So, his ABA consultant told me she'd go sit in on a class to see how Hutton is at school, and to come up with solutions for our big problem. And his ABA therapist (the one who comes to our home) told me she'd be happy to help Hutton at school. Well, that's nice and all, and I guess an extra $100 a week isn't that much to spend if she helps Hutton behave in class. All the same, I think there should be some way to get this solved without me having to pay someone to sit with Hutton in school and make sure he doesn't throw blocks or clear off his desk when he doesn't want to do his work. Sigh.

After we ate lunch, we were driving home across the 520 bridge over Lake Washington, and I started singing along to R.E.M.'s "Shiny, Happy People" on the radio. I thought if I sang, Hutton might listen to the words and think it was a fun song. I kept looking at him in the rearview mirror, and soon he and Harrison were both asleep, and I started to cry as I was singing. You wouldn't think it possible to cry while singing the words, "Happy! Happy!" but it is.

Friday night Hubby and I watched lots of good, funny TV (caught up on "The Daily Show" and "The Colbert Report" from earlier in the week) and I felt better.

Today was good. Hubby got up with the boys, I managed to go the gym, and we had just a few bad moments from Hutton, right before lunch, but after he ate he was fine. After lunch, we walked down to the creek at the end of our street to see if there were any salmon left. There were a few stragglers swimming upstream, but most of the fish had already spawned and died. There were about 20 fish in various states of decay, but it was actually very calming to see them, if a bit smelly. The whole "circle of life" feeling going on, though I didn't break into song. We walked up the trail for a while until Harrison got tired, then walked back home.
Looking for salmon "Cheese!"
Hutton chilling My boys

Then I went to the grocery store by myself, which is also very calming when done solo (though my almost-least-favorite chore, second only to cleaning up vomit or poop, when done with children) and made dinner using leftovers I remade into an Indian curry dish. We had grilled shish-kabobs last night, and I used the leftover meat and veggies, added some chickpeas, curry sauce and yogurt, and some Amy's frozen samosas and rice on the side. Hubby and I both liked it, so I felt very proud of myself for managing to make an easy dinner that actually tasted good. Hutton didn't eat much, and Harrison was falling asleep at the table, but two out of four ain't bad, right?

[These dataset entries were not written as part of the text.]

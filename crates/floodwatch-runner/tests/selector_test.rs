//! Integration tests for the location selector and assessment board.
//!
//! Most tests drive the selector with in-process assessment sources whose
//! completion order the test controls; one runs the real requester against a
//! closed port to exercise demo mode end to end.

use floodwatch_common::{Coordinate, EnvironmentalReading, RiskAssessment, RiskLevel};
use floodwatch_predict::{
    AssessmentOutcome, AssessmentRequester, AssessmentSource, FallbackConfig, FallbackRanges,
    ServiceConfig,
};
use floodwatch_runner::{AssessmentBoard, LocationSelector, MapClick};
use std::collections::HashMap;
use std::future::Future;
use std::sync::{Arc, Mutex};
use tokio::sync::oneshot;

fn fixture(coordinate: Coordinate) -> RiskAssessment {
    RiskAssessment {
        location: coordinate,
        environmental_data: EnvironmentalReading {
            rainfall: 120.0,
            elevation: 15.0,
            soil_moisture: 80.0,
            water_level: 3.2,
            river_distance: 1.5,
        },
        flood_risk: RiskLevel::High,
    }
}

// ============================================================================
// Test Sources
// ============================================================================

/// Holds each request until the test releases the gate for its latitude.
struct GatedSource {
    gates: Mutex<HashMap<u64, oneshot::Receiver<()>>>,
}

impl GatedSource {
    fn new(gates: Vec<(f64, oneshot::Receiver<()>)>) -> Self {
        Self {
            gates: Mutex::new(
                gates
                    .into_iter()
                    .map(|(lat, gate)| (lat.to_bits(), gate))
                    .collect(),
            ),
        }
    }
}

impl AssessmentSource for GatedSource {
    fn assess(&self, coordinate: Coordinate) -> impl Future<Output = AssessmentOutcome> + Send {
        let gate = self
            .gates
            .lock()
            .unwrap()
            .remove(&coordinate.latitude().to_bits());
        async move {
            if let Some(gate) = gate {
                let _ = gate.await;
            }
            AssessmentOutcome::Served(fixture(coordinate))
        }
    }
}

/// Answers immediately and records every coordinate it was asked about.
#[derive(Default)]
struct RecordingSource {
    seen: Mutex<Vec<Coordinate>>,
}

impl AssessmentSource for RecordingSource {
    fn assess(&self, coordinate: Coordinate) -> impl Future<Output = AssessmentOutcome> + Send {
        self.seen.lock().unwrap().push(coordinate);
        async move { AssessmentOutcome::Substituted(fixture(coordinate)) }
    }
}

/// Fails every request by panicking inside the task.
struct PanickingSource;

impl AssessmentSource for PanickingSource {
    fn assess(&self, coordinate: Coordinate) -> impl Future<Output = AssessmentOutcome> + Send {
        async move {
            // Coordinates are always finite, so this always panics.
            if coordinate.latitude().is_finite() {
                panic!("assessment source failure at {}", coordinate);
            }
            AssessmentOutcome::Served(fixture(coordinate))
        }
    }
}

// ============================================================================
// Ordering
// ============================================================================

#[tokio::test]
async fn test_scenario_c_late_response_overwrites() {
    let (release_first, first_gate) = oneshot::channel();
    let (release_second, second_gate) = oneshot::channel();
    let source = Arc::new(GatedSource::new(vec![(10.5, first_gate), (20.5, second_gate)]));
    let board = AssessmentBoard::new();
    let selector = LocationSelector::new(source, board.clone());

    let first = selector.on_click(MapClick::new(10.5, 76.2)).unwrap();
    let second = selector.on_click(MapClick::new(20.5, 76.2)).unwrap();
    assert_eq!((first.click, second.click), (1, 2));
    assert!(board.current().is_none());

    // Second response arrives first.
    release_second.send(()).unwrap();
    second.join().await.expect("second request should finish");
    let shown = board.current().unwrap();
    assert_eq!(shown.click, 2);
    assert_eq!(shown.assessment.location, Coordinate::new(20.5, 76.2).unwrap());
    assert!(!board.is_stale());

    // First response arrives later and overwrites it.
    release_first.send(()).unwrap();
    first.join().await.expect("first request should finish");
    let shown = board.current().unwrap();
    assert_eq!(shown.click, 1);
    assert_eq!(shown.assessment.location, Coordinate::new(10.5, 76.2).unwrap());
    assert!(board.is_stale());
}

#[tokio::test]
async fn test_in_order_completion_is_not_stale() {
    let (release_first, first_gate) = oneshot::channel();
    let (release_second, second_gate) = oneshot::channel();
    let source = Arc::new(GatedSource::new(vec![(1.0, first_gate), (2.0, second_gate)]));
    let board = AssessmentBoard::new();
    let selector = LocationSelector::new(source, board.clone());

    let first = selector.on_click(MapClick::new(1.0, 0.0)).unwrap();
    let second = selector.on_click(MapClick::new(2.0, 0.0)).unwrap();

    release_first.send(()).unwrap();
    first.join().await.unwrap();
    release_second.send(()).unwrap();
    second.join().await.unwrap();

    assert_eq!(board.current().unwrap().click, 2);
    assert!(!board.is_stale());
}

#[tokio::test]
async fn test_board_subscribers_see_replacements() {
    let source = Arc::new(RecordingSource::default());
    let board = AssessmentBoard::new();
    let selector = LocationSelector::new(source, board.clone());
    let mut updates = board.subscribe();

    let handle = selector.on_click(MapClick::new(5.0, 5.0)).unwrap();
    handle.join().await.unwrap();

    updates.changed().await.unwrap();
    let shown = updates.borrow_and_update().clone().unwrap();
    assert_eq!(shown.click, 1);
    assert!(shown.demo);
}

// ============================================================================
// Click Handling
// ============================================================================

#[tokio::test]
async fn test_one_request_per_click() {
    let source = Arc::new(RecordingSource::default());
    let board = AssessmentBoard::new();
    let selector = LocationSelector::new(Arc::clone(&source), board.clone());

    let handles: Vec<_> = (0..5)
        .map(|i| selector.on_click(MapClick::new(i as f64, 0.0)).unwrap())
        .collect();
    for handle in handles {
        assert!(handle.join().await.is_some());
    }

    assert_eq!(source.seen.lock().unwrap().len(), 5);
    assert_eq!(selector.click_count(), 5);
    assert_eq!(board.latest_click(), 5);
}

#[tokio::test]
async fn test_click_is_normalized_before_request() {
    let source = Arc::new(RecordingSource::default());
    let selector = LocationSelector::new(Arc::clone(&source), AssessmentBoard::new());

    let handle = selector.on_click(MapClick::new(10.5, 436.25)).unwrap();
    assert_eq!(handle.coordinate, Coordinate::new(10.5, 76.25).unwrap());
    handle.join().await.unwrap();

    assert_eq!(
        source.seen.lock().unwrap().as_slice(),
        &[Coordinate::new(10.5, 76.25).unwrap()]
    );
}

#[tokio::test]
async fn test_non_finite_click_is_ignored() {
    let source = Arc::new(RecordingSource::default());
    let board = AssessmentBoard::new();
    let selector = LocationSelector::new(Arc::clone(&source), board.clone());

    assert!(selector.on_click(MapClick::new(f64::NAN, 10.0)).is_none());
    assert_eq!(selector.click_count(), 0);
    assert_eq!(board.latest_click(), 0);
    assert!(source.seen.lock().unwrap().is_empty());
}

#[tokio::test]
async fn test_failed_task_publishes_nothing() {
    let board = AssessmentBoard::new();
    let selector = LocationSelector::new(Arc::new(PanickingSource), board.clone());

    let handle = selector.on_click(MapClick::new(10.5, 76.2)).unwrap();
    assert_eq!(handle.click, 1);
    assert!(handle.join().await.is_none());

    assert!(board.current().is_none());
    assert_eq!(board.latest_click(), 1);
}

// ============================================================================
// End to End
// ============================================================================

#[tokio::test]
async fn test_unreachable_service_shows_demo_result() {
    let listener = std::net::TcpListener::bind("127.0.0.1:0").unwrap();
    let addr = listener.local_addr().unwrap();
    drop(listener);

    let service = ServiceConfig {
        base_url: format!("http://{}", addr),
        timeout_ms: Some(2000),
        no_proxy: true,
    };
    let fallback = FallbackConfig {
        seed: Some(3),
        ..FallbackConfig::default()
    };
    let requester = Arc::new(AssessmentRequester::new(&service, &fallback).unwrap());
    let board = AssessmentBoard::new();
    let selector = LocationSelector::new(requester, board.clone());

    let outcome = selector
        .on_click(MapClick::new(10.5, 76.2))
        .unwrap()
        .join()
        .await
        .unwrap();
    assert!(outcome.is_demo());

    let shown = board.current().unwrap();
    assert!(shown.demo);
    assert_eq!(shown.assessment.location, Coordinate::new(10.5, 76.2).unwrap());
    assert!(FallbackRanges::default().contains(&shown.assessment.environmental_data));
}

I'm now back in my previous state of calm. I think I have to have an Autism-fueled breakdown every once in a while. It's like a wake-up call/reality check-in, to make sure I know raising Hutton won't be all fun and games, easy-peasy. I was feeling pretty good for a while there! Thanks Reality, I know I was coasting. But I'm still staying positive, and looking forward to meeting Hutton's new doctor next week. I don't want to have to add "becoming more of a crazy bitch every day" as my sub heading just yet, but check in and see. Maybe it will be there for November.

Thursday, October 12, 2006

Just When I'm Starting to Feel Good...

...Riding on an Elmo porn high, well-caffeinated, etc., I get knocked back down by the everyday crap.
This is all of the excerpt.